EXERCISE OBJECTIVE: Word for word, set down every line of the entries below from the line with "recorded as Failure" to the line with "#[error(transparent)]", including both, and no other line.

MATERIAL PROVIDED:
********
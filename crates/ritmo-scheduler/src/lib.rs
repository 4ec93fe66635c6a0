//! ritmo-scheduler: recurring task scheduling and execution.
//!
//! The pieces, leaves first:
//! - [`handler::TaskHandler`] — the opaque unit-of-work contract.
//! - [`registry::TaskRegistry`] — task definitions, status transitions and
//!   the re-entrancy guard.
//! - [`executor::Executor`] — runs one handler with ledger and registry
//!   bookkeeping, then resets status after a cool-down.
//! - [`tick::SchedulerLoop`] — the periodic driver that evaluates rules
//!   and dispatches due tasks, at most once per period.

pub mod executor;
pub mod handler;
pub mod registry;
pub mod tick;

use thiserror::Error;

/// Errors surfaced by the registry and execution engine.
///
/// Handler failures are never errors — they are recorded as Failure
/// outcomes. A failure in one task never crashes the loop driving the
/// others.
#[derive(Debug, Error)]
pub enum SchedulerError {
    /// Re-entrancy guard: a prior execution of this task has not finished.
    #[error("task {0} is already running")]
    AlreadyRunning(String),
    #[error("task not found: {0}")]
    TaskNotFound(String),
    #[error(transparent)]
    Ledger(#[from] ritmo_ledger::LedgerError),
}

pub use executor::Executor;
pub use handler::{CommandHandler, TaskHandler};
pub use registry::TaskRegistry;
pub use tick::SchedulerLoop;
********
ANSWER BELOW:
/// Handler failures are never errors — they are recorded as Failure
/// outcomes. A failure in one task never crashes the loop driving the
/// others.
#[derive(Debug, Error)]
pub enum SchedulerError {
    /// Re-entrancy guard: a prior execution of this task has not finished.
    #[error("task {0} is already running")]
    AlreadyRunning(String),
    #[error("task not found: {0}")]
    TaskNotFound(String),
    #[error(transparent)]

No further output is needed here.